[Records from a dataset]

★ ★ ★ ★ ★

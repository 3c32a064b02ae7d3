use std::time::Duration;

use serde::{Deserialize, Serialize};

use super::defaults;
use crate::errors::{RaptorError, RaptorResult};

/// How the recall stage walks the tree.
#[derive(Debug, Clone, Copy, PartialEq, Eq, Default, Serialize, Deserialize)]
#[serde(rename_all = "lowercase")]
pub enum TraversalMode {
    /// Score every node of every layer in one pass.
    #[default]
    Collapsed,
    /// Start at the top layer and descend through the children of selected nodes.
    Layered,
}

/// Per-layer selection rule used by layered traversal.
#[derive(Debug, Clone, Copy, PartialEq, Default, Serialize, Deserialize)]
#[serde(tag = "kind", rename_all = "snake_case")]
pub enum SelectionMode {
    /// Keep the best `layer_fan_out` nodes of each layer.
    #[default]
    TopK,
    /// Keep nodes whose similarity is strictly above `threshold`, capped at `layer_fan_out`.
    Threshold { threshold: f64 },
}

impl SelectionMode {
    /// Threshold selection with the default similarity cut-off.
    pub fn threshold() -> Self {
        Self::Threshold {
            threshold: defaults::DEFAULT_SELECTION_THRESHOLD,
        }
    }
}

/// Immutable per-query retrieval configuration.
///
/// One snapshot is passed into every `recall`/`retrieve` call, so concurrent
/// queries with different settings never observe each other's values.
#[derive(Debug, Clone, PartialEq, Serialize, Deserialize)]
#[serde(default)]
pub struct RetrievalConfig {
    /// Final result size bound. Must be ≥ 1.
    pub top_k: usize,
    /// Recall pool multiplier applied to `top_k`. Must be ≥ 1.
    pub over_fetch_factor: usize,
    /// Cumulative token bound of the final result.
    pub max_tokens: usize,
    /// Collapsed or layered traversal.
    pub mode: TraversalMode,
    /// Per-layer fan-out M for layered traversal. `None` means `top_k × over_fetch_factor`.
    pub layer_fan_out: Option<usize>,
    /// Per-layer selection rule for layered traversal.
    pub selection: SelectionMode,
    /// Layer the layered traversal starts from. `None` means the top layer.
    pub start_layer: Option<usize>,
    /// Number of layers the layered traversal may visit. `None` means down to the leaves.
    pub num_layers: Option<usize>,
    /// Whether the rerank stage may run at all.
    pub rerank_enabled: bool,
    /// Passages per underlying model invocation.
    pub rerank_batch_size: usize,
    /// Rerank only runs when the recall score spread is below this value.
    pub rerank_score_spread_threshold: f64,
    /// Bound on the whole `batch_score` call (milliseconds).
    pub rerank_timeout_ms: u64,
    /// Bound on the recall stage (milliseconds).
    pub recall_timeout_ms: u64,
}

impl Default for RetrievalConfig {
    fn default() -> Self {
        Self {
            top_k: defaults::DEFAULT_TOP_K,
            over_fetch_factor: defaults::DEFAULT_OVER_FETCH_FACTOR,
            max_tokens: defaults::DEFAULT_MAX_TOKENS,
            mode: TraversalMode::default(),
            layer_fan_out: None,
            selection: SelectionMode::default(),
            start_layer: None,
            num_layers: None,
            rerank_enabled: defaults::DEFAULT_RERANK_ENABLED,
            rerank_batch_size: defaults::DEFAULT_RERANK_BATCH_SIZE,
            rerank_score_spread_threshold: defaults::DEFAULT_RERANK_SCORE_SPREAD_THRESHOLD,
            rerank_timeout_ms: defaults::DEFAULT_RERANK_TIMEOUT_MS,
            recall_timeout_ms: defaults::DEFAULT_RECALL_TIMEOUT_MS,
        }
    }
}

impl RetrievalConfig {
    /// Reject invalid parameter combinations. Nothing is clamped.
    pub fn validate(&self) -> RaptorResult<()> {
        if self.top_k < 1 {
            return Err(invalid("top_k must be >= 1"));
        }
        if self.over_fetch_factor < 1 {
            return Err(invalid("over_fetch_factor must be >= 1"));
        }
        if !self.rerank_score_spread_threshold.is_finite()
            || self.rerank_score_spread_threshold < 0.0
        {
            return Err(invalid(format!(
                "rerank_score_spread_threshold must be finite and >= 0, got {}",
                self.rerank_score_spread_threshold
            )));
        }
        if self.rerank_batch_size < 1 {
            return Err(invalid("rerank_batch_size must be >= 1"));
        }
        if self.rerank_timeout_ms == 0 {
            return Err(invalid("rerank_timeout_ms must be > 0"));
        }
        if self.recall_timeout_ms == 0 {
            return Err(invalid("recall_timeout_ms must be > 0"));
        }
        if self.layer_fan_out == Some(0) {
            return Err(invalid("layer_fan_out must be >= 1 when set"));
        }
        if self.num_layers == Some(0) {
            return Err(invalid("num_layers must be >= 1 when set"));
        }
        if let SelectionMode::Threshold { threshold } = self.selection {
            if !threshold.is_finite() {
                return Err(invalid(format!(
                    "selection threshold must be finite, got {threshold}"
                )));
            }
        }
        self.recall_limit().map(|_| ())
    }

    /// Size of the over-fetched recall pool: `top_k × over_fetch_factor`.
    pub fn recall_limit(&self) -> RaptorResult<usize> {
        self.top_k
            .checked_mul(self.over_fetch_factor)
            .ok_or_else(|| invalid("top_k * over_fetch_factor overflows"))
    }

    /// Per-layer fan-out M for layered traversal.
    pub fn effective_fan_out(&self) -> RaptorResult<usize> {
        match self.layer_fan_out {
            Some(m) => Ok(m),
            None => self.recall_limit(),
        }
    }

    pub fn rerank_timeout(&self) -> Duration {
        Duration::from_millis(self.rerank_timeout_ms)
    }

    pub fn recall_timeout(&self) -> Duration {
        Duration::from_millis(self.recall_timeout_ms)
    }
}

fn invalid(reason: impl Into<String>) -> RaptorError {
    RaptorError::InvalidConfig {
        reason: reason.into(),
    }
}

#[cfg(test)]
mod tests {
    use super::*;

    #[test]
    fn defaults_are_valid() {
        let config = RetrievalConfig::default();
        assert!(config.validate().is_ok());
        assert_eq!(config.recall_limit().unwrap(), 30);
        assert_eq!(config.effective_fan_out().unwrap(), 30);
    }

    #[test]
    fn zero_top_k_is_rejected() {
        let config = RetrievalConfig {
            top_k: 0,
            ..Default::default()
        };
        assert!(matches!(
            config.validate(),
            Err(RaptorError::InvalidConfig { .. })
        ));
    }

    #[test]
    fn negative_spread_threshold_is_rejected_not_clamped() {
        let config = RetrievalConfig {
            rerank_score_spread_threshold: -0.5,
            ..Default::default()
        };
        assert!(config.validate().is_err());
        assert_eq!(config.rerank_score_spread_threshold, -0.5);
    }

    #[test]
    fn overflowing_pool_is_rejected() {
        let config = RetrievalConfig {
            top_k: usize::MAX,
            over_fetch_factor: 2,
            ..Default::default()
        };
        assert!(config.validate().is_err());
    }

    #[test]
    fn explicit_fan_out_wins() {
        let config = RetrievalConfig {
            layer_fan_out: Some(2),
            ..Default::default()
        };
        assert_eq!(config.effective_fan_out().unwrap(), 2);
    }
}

★ ★ ★ ★ ★

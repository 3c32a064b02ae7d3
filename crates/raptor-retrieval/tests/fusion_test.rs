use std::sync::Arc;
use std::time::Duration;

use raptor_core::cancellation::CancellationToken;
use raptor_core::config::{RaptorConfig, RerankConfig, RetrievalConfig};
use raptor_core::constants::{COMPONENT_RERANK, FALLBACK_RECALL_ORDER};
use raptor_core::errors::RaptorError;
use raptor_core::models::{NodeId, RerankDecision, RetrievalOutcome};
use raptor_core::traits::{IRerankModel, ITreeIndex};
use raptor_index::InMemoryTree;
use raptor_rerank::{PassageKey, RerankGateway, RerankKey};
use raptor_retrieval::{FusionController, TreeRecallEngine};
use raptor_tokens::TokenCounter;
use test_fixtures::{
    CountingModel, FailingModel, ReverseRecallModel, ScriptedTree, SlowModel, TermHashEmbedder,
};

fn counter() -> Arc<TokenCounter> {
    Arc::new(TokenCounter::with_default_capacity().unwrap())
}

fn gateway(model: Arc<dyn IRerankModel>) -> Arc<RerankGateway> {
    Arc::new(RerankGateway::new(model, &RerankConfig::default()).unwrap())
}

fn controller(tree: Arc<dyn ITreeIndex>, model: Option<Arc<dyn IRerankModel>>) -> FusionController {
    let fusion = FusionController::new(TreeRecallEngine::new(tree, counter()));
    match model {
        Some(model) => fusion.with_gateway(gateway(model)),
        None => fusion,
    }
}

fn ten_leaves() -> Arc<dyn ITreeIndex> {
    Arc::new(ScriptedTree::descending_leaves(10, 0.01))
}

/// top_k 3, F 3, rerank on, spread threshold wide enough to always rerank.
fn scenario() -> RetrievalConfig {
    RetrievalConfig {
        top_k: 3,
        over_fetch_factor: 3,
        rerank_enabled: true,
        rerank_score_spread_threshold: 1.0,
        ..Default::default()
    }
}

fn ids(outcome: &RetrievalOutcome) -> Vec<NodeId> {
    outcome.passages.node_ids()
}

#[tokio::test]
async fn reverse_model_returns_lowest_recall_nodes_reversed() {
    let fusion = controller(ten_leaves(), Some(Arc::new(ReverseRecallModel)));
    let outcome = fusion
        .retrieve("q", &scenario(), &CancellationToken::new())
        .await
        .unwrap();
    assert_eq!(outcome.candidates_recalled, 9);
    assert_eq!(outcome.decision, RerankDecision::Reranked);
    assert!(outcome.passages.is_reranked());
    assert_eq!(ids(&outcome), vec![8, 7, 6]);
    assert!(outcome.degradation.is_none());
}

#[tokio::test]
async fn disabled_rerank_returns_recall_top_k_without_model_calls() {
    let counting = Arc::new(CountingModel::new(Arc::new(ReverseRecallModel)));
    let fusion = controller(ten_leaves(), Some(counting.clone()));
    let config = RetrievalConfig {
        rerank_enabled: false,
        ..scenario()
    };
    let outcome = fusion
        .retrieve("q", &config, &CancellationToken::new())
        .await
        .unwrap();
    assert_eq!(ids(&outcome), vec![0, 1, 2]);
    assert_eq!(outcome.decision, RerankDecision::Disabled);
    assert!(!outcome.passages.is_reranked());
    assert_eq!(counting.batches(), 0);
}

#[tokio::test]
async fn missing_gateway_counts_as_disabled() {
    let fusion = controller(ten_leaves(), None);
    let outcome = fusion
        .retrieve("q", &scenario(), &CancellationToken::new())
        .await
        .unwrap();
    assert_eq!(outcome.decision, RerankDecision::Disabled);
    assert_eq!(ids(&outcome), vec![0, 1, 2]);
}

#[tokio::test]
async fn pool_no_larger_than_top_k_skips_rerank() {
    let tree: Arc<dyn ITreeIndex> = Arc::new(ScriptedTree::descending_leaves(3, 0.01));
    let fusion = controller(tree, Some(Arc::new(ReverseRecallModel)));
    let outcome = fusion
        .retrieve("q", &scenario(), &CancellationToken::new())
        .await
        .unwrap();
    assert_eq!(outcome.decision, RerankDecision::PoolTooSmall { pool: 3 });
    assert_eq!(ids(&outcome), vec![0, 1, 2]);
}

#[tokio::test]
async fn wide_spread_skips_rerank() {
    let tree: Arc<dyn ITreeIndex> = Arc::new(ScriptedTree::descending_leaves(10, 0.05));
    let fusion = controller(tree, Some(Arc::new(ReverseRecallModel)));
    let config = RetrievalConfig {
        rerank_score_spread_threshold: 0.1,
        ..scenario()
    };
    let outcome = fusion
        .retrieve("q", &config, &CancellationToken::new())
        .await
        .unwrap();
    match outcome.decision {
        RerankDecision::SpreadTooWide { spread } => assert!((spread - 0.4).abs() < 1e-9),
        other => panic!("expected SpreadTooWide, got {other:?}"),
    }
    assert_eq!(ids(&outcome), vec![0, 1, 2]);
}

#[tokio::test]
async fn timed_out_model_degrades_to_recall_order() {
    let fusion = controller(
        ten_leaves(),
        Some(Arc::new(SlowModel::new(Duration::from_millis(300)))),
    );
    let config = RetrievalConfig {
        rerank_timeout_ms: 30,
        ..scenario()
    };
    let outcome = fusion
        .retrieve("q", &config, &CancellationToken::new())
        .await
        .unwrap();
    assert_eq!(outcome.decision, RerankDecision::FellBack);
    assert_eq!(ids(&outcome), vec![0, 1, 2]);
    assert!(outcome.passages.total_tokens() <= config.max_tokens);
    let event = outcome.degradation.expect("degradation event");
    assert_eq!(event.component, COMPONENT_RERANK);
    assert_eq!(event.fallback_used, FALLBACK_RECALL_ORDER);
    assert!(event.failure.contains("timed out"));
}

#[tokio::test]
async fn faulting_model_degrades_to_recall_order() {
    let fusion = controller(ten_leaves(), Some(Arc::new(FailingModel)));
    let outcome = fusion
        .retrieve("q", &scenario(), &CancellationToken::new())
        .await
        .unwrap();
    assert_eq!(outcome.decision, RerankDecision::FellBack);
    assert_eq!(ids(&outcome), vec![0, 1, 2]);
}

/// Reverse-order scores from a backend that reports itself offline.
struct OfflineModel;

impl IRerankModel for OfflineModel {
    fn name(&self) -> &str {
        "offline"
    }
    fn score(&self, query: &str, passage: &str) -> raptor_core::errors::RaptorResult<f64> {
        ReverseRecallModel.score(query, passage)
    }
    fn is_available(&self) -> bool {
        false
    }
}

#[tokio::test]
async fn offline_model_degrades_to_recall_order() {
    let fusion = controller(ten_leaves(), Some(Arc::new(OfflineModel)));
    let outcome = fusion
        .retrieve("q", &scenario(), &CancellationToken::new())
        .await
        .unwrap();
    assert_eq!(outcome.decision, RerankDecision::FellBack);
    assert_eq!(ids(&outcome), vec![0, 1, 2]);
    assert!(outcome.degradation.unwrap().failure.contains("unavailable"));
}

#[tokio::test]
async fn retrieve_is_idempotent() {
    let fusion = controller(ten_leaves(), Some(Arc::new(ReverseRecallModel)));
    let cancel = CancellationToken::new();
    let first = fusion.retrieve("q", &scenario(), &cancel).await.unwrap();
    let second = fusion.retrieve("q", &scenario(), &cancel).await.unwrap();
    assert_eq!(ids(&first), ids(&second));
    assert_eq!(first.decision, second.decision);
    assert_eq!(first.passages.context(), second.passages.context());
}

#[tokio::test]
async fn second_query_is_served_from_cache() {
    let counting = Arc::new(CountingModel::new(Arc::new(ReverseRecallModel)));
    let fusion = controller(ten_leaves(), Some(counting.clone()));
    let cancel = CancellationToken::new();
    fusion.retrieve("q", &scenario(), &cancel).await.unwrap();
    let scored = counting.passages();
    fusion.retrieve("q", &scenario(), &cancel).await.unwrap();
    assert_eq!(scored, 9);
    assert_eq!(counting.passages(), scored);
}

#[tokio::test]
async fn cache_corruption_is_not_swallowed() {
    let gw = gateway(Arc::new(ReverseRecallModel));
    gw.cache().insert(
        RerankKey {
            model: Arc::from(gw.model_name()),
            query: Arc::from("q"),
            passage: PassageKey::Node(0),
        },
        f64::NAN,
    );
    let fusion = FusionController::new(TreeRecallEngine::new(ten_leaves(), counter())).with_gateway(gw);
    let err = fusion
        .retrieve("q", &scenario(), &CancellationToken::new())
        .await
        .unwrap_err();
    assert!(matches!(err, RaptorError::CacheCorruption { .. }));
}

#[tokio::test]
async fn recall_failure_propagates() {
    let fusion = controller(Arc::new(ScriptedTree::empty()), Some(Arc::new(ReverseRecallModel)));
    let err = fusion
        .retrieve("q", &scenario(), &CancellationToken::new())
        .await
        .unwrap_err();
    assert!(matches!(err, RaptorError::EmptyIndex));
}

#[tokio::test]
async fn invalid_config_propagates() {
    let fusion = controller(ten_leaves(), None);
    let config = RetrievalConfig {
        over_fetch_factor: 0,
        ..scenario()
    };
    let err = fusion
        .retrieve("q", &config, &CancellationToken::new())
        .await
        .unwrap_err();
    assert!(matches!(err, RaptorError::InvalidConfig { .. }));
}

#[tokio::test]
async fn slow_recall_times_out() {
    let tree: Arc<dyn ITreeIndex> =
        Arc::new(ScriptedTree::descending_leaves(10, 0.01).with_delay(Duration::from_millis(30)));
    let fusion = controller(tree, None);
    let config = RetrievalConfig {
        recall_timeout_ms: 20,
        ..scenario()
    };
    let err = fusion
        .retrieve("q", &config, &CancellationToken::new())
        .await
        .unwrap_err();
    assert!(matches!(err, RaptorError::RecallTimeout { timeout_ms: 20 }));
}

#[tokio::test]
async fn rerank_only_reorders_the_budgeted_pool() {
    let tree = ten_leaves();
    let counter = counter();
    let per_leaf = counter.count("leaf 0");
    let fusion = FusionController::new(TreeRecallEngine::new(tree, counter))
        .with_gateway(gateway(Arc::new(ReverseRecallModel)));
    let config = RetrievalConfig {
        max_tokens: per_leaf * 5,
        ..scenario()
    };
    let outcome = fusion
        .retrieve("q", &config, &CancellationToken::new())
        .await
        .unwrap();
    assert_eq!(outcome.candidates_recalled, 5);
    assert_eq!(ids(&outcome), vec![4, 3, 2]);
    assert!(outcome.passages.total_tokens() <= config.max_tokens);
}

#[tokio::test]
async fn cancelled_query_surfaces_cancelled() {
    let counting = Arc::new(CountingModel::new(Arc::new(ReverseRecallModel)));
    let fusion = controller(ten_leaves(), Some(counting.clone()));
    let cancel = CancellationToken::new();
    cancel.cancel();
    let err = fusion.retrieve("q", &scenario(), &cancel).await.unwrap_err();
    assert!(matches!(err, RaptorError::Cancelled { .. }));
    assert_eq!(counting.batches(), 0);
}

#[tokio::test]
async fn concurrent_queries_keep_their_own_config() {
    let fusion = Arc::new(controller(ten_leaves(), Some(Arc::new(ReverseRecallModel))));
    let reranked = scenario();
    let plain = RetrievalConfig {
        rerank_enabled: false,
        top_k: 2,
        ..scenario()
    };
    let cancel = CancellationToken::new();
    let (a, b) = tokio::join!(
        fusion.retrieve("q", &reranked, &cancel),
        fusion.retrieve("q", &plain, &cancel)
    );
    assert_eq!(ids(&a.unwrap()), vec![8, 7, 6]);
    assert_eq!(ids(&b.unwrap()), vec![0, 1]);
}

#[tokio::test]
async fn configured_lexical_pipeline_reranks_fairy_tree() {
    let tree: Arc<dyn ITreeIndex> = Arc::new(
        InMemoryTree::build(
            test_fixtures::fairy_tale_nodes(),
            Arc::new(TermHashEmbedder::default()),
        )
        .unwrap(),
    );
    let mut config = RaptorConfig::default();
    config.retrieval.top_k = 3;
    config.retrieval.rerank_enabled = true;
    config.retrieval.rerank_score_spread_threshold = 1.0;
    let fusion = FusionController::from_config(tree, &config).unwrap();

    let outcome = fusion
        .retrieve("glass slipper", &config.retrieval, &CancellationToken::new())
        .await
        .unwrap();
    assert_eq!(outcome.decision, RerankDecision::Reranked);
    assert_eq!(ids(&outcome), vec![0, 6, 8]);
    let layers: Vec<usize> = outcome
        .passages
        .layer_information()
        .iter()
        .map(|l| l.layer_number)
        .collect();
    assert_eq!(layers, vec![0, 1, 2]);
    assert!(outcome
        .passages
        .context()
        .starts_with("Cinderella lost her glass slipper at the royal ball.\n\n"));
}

★ ★ ★ ★ ★

## [WORK INSTRUCTIONS]
When a line in the records above holds "SlowModel", that line is to be reported.

## [ANSWER AREA]
    CountingModel, FailingModel, ReverseRecallModel, ScriptedTree, SlowModel, TermHashEmbedder,
        Some(Arc::new(SlowModel::new(Duration::from_millis(300)))),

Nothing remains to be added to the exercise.